The answer must consist of each line below that contains the word "nodes", copied in full.

Material supplied START

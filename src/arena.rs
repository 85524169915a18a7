//! Element storage
//!
//! The arena is the single owner of every show node. Groups, chases,
//! spawners and networks refer to nodes by [`ElementHandle`]; a handle
//! carries the slot generation so it stops resolving once its node is
//! destroyed, even if the slot is reused.

use alloc::vec::Vec;

use crate::effect::EffectSlot;
use crate::element::{LightElement, Role, Triggerable};
use crate::group::{Chase, Group, PulseChase};
use crate::spawner::Spawner;

#[derive(Debug, Clone, Copy, PartialEq, Eq, PartialOrd, Ord, Hash)]
pub struct ElementHandle {
    index: u32,
    generation: u32,
}

impl ElementHandle {
    pub const fn index(self) -> u32 {
        self.index
    }

    pub const fn generation(self) -> u32 {
        self.generation
    }
}

/// Every kind of element a show can hold
#[derive(Debug, Clone)]
pub enum Node {
    Light(LightElement),
    Group(Group),
    Chase(Chase),
    PulseChase(PulseChase),
    Spawner(Spawner),
}

impl Node {
    pub fn as_triggerable(&self) -> &dyn Triggerable {
        match self {
            Node::Light(light) => light,
            Node::Group(group) => group,
            Node::Chase(chase) => chase,
            Node::PulseChase(pulse) => pulse,
            Node::Spawner(spawner) => spawner,
        }
    }

    pub fn as_triggerable_mut(&mut self) -> &mut dyn Triggerable {
        match self {
            Node::Light(light) => light,
            Node::Group(group) => group,
            Node::Chase(chase) => chase,
            Node::PulseChase(pulse) => pulse,
            Node::Spawner(spawner) => spawner,
        }
    }

    pub fn name(&self) -> &str {
        self.as_triggerable().name()
    }

    /// Direct children; empty for lights and spawners
    pub fn children(&self) -> &[ElementHandle] {
        match self {
            Node::Group(group) => group.elements(),
            Node::Chase(chase) => chase.elements(),
            Node::PulseChase(pulse) => pulse.chase().elements(),
            Node::Light(_) | Node::Spawner(_) => &[],
        }
    }

    pub(crate) fn set_children(&mut self, children: Vec<ElementHandle>) {
        match self {
            Node::Group(group) => group.set_elements(children),
            Node::Chase(chase) => chase.group_mut().set_elements(children),
            Node::PulseChase(pulse) => pulse.chase_mut().group_mut().set_elements(children),
            Node::Light(_) | Node::Spawner(_) => {}
        }
    }

    pub fn roles(&self) -> &'static [Role] {
        match self {
            Node::Light(light) => light.roles(),
            Node::Group(group) => group.roles(),
            Node::Chase(chase) => chase.roles(),
            Node::PulseChase(pulse) => pulse.chase().roles(),
            Node::Spawner(_) => &[],
        }
    }

    /// Detach container effects so they can be applied to the leaves
    pub(crate) fn take_effects(&mut self) -> Vec<EffectSlot> {
        match self {
            Node::Group(group) => group.take_effects(),
            Node::Chase(chase) => chase.group_mut().take_effects(),
            Node::PulseChase(pulse) => pulse.chase_mut().group_mut().take_effects(),
            Node::Light(_) | Node::Spawner(_) => Vec::new(),
        }
    }

    pub(crate) fn restore_effects(&mut self, effects: Vec<EffectSlot>) {
        match self {
            Node::Group(group) => group.restore_effects(effects),
            Node::Chase(chase) => chase.group_mut().restore_effects(effects),
            Node::PulseChase(pulse) => pulse.chase_mut().group_mut().restore_effects(effects),
            Node::Light(_) | Node::Spawner(_) => {}
        }
    }
}

impl From<LightElement> for Node {
    fn from(light: LightElement) -> Self {
        Node::Light(light)
    }
}

impl From<Group> for Node {
    fn from(group: Group) -> Self {
        Node::Group(group)
    }
}

impl From<Chase> for Node {
    fn from(chase: Chase) -> Self {
        Node::Chase(chase)
    }
}

impl From<PulseChase> for Node {
    fn from(pulse: PulseChase) -> Self {
        Node::PulseChase(pulse)
    }
}

impl From<Spawner> for Node {
    fn from(spawner: Spawner) -> Self {
        Node::Spawner(spawner)
    }
}

#[derive(Debug, Clone)]
struct Slot {
    generation: u32,
    node: Option<Node>,
    last_update: f64,
}

/// Generational slot storage for show nodes
#[derive(Debug, Clone, Default)]
pub struct Arena {
    slots: Vec<Slot>,
    free: Vec<u32>,
}

impl Arena {
    pub const fn new() -> Self {
        Self {
            slots: Vec::new(),
            free: Vec::new(),
        }
    }

    #[allow(clippy::cast_possible_truncation)]
    pub fn insert(&mut self, node: Node) -> ElementHandle {
        if let Some(index) = self.free.pop() {
            let slot = &mut self.slots[index as usize];
            slot.node = Some(node);
            slot.last_update = f64::NEG_INFINITY;
            return ElementHandle {
                index,
                generation: slot.generation,
            };
        }
        let index = self.slots.len() as u32;
        self.slots.push(Slot {
            generation: 0,
            node: Some(node),
            last_update: f64::NEG_INFINITY,
        });
        ElementHandle {
            index,
            generation: 0,
        }
    }

    fn slot(&self, handle: ElementHandle) -> Option<&Slot> {
        self.slots
            .get(handle.index as usize)
            .filter(|slot| slot.generation == handle.generation && slot.node.is_some())
    }

    fn slot_mut(&mut self, handle: ElementHandle) -> Option<&mut Slot> {
        self.slots
            .get_mut(handle.index as usize)
            .filter(|slot| slot.generation == handle.generation && slot.node.is_some())
    }

    pub fn get(&self, handle: ElementHandle) -> Option<&Node> {
        self.slot(handle).and_then(|slot| slot.node.as_ref())
    }

    pub fn get_mut(&mut self, handle: ElementHandle) -> Option<&mut Node> {
        self.slot_mut(handle).and_then(|slot| slot.node.as_mut())
    }

    pub fn contains(&self, handle: ElementHandle) -> bool {
        self.slot(handle).is_some()
    }

    /// Free the slot; the handle and any copies of it stop resolving
    pub fn remove(&mut self, handle: ElementHandle) -> Option<Node> {
        let slot = self.slot_mut(handle)?;
        let node = slot.node.take();
        slot.generation = slot.generation.wrapping_add(1);
        self.free.push(handle.index);
        node
    }

    /// Mark the node as updated for `timecode`
    ///
    /// Returns `false` if it was already updated in this frame.
    pub fn stamp(&mut self, handle: ElementHandle, timecode: f64) -> bool {
        match self.slot_mut(handle) {
            Some(slot) if slot.last_update != timecode => {
                slot.last_update = timecode;
                true
            }
            _ => false,
        }
    }

    /// Live nodes in slot order
    #[allow(clippy::cast_possible_truncation)]
    pub fn iter(&self) -> impl Iterator<Item = (ElementHandle, &Node)> + '_ {
        self.slots.iter().enumerate().filter_map(|(index, slot)| {
            slot.node.as_ref().map(|node| {
                (
                    ElementHandle {
                        index: index as u32,
                        generation: slot.generation,
                    },
                    node,
                )
            })
        })
    }

    pub fn len(&self) -> usize {
        self.slots.len() - self.free.len()
    }

    pub fn is_empty(&self) -> bool {
        self.len() == 0
    }
}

Material supplied END

> _Expected answer_:
//! spawners and networks refer to nodes by [`ElementHandle`]; a handle
/// Generational slot storage for show nodes
    /// Live nodes in slot order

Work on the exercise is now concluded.